Below are the entries. Set down exactly the line containing "let mut builder" and each line after it.
*** Block opens ***
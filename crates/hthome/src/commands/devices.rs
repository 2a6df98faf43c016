//! Device command handlers.

use serde::Serialize;
use tabled::Tabled;

use hthome_core::{CoreError, DeviceCategory, DeviceRecord, supported_categories};

use crate::cli::{DevicesArgs, DevicesCommand, GlobalOpts};
use crate::error::CliError;
use crate::output;

// ── Table row ───────────────────────────────────────────────────────

#[derive(Tabled)]
struct DeviceRow {
    #[tabled(rename = "ID")]
    id: String,
    #[tabled(rename = "Name")]
    name: String,
    #[tabled(rename = "Category")]
    category: String,
    #[tabled(rename = "Location")]
    location: String,
    #[tabled(rename = "Supported")]
    supported: String,
}

#[derive(Serialize)]
struct DeviceEntry<'a> {
    #[serde(flatten)]
    record: &'a DeviceRecord,
    supported: bool,
}

fn is_supported(supported: &[DeviceCategory], record: &DeviceRecord) -> bool {
    supported.contains(&record.category)
}

impl From<&DeviceEntry<'_>> for DeviceRow {
    fn from(e: &DeviceEntry<'_>) -> Self {
        Self {
            id: e.record.id.clone(),
            name: e.record.display_name.clone(),
            category: e.record.category.to_string(),
            location: e.record.location.clone(),
            supported: if e.supported { "yes" } else { "-" }.into(),
        }
    }
}

// ── Handler ─────────────────────────────────────────────────────────

pub async fn handle(args: DevicesArgs, global: &GlobalOpts) -> Result<(), CliError> {
    match args.command {
        DevicesCommand::List => {
            let platform = super::one_shot_platform(global);
            let devices = platform
                .client()?
                .discover()
                .await
                .map_err(CoreError::from)?;

            let supported = supported_categories();
            let entries: Vec<DeviceEntry<'_>> = devices
                .iter()
                .map(|record| DeviceEntry {
                    record,
                    supported: is_supported(&supported, record),
                })
                .collect();

            let out = output::render_list(
                global.output,
                &entries,
                |e| DeviceRow::from(e),
                |e| e.record.id.clone(),
            )?;
            output::print_output(&out, global.quiet);
            Ok(())
        }
    }
}
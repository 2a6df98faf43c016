// Resilient HTTP client
//
// Wraps `reqwest::Client` with session-token injection and the one-shot
// refresh-and-replay on HTTP 401. Endpoint modules (devices, etc.) are
// implemented as inherent methods in separate files so this module stays
// focused on transport mechanics.

use std::sync::Arc;

use reqwest::header::COOKIE;
use reqwest::{Method, Response, StatusCode};
use serde::de::DeserializeOwned;
use tracing::{debug, error, info};
use url::Url;

use crate::credential::Credentials;
use crate::error::{DecodeError, Error, TransportError};
use crate::session::{SessionManager, Token};
use crate::transport::TransportConfig;

/// HTTP client for the HT Home Service API.
///
/// Cheap to share behind an `Arc`. Every request carries the session token
/// current at dispatch time. A 401 triggers at most one session refresh and
/// one replay per logical call.
pub struct HtClient {
    http: reqwest::Client,
    base_url: Url,
    session: Arc<SessionManager>,
}

impl HtClient {
    /// Build a client and its session manager from a transport config.
    pub fn new(credentials: Credentials, transport: &TransportConfig) -> Result<Self, Error> {
        let http = transport.build_client()?;
        let session = Arc::new(SessionManager::new(
            http.clone(),
            transport.base_url.clone(),
            credentials,
        ));
        Ok(Self {
            http,
            base_url: transport.base_url.clone(),
            session,
        })
    }

    pub fn session(&self) -> &Arc<SessionManager> {
        &self.session
    }

    pub fn base_url(&self) -> &Url {
        &self.base_url
    }

    // ── Verbs ────────────────────────────────────────────────────────

    /// `GET {base}/{path}`; non-401 statuses pass through untouched.
    pub async fn get(&self, path: &str) -> Result<Response, Error> {
        self.execute(Method::GET, path, None).await
    }

    /// `POST {base}/{path}` with a JSON body.
    pub async fn post(&self, path: &str, body: &serde_json::Value) -> Result<Response, Error> {
        self.execute(Method::POST, path, Some(body)).await
    }

    /// `PUT {base}/{path}` with a JSON body.
    pub async fn put(&self, path: &str, body: &serde_json::Value) -> Result<Response, Error> {
        self.execute(Method::PUT, path, Some(body)).await
    }

    async fn execute(
        &self,
        method: Method,
        path: &str,
        body: Option<&serde_json::Value>,
    ) -> Result<Response, Error> {
        let url = self.base_url.join(path)?;
        debug!("{method} {url}");

        let observed = self.session.token();
        let resp = self
            .send_once(method.clone(), url.clone(), body, observed.as_ref())
            .await?;

        if resp.status() != StatusCode::UNAUTHORIZED {
            return Ok(resp);
        }

        info!("access token expired, refreshing");
        if let Err(e) = self.session.refresh_if_stale(observed.as_ref()).await {
            error!(error = %e, "{method} {url}: session refresh failed");
            return Ok(resp);
        }

        debug!("{method} {url} (replay)");
        let replay_token = self.session.token();
        self.send_once(method, url, body, replay_token.as_ref())
            .await
    }

    async fn send_once(
        &self,
        method: Method,
        url: Url,
        body: Option<&serde_json::Value>,
        token: Option<&Token>,
    ) -> Result<Response, Error> {
        let mut builder = self.http.request(method, url);
        if let Some(token) = token {
            builder = builder.header(COOKIE, token.as_str());
        }
        if let Some(body) = body {
            builder = builder.json(body);
        }
        Ok(builder.send().await.map_err(TransportError::Network)?)
    }
}

// ── Response helpers ─────────────────────────────────────────────────

/// Turn a non-2xx response into `TransportError::Status`.
pub fn ensure_success(resp: Response, action: &str) -> Result<Response, Error> {
    let status = resp.status();
    if status.is_success() {
        Ok(resp)
    } else {
        Err(TransportError::unexpected_status(action, status).into())
    }
}

/// Read the body and decode it as `T`, keeping a preview on mismatch.
pub async fn decode_json<T: DeserializeOwned>(
    resp: Response,
    what: &'static str,
) -> Result<T, Error> {
    let body = resp.text().await.map_err(TransportError::Network)?;
    serde_json::from_str(&body).map_err(|e| DecodeError::new(what, &e, &body).into())
}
*** Block closes ***
■ **Output of the exercise**:
        let mut builder = self.http.request(method, url);
        if let Some(token) = token {
            builder = builder.header(COOKIE, token.as_str());
        }
        if let Some(body) = body {
            builder = builder.json(body);
        }
        Ok(builder.send().await.map_err(TransportError::Network)?)
    }
}

// ── Response helpers ─────────────────────────────────────────────────

/// Turn a non-2xx response into `TransportError::Status`.
pub fn ensure_success(resp: Response, action: &str) -> Result<Response, Error> {
    let status = resp.status();
    if status.is_success() {
        Ok(resp)
    } else {
        Err(TransportError::unexpected_status(action, status).into())
    }
}

/// Read the body and decode it as `T`, keeping a preview on mismatch.
pub async fn decode_json<T: DeserializeOwned>(
    resp: Response,
    what: &'static str,
) -> Result<T, Error> {
    let body = resp.text().await.map_err(TransportError::Network)?;
    serde_json::from_str(&body).map_err(|e| DecodeError::new(what, &e, &body).into())
}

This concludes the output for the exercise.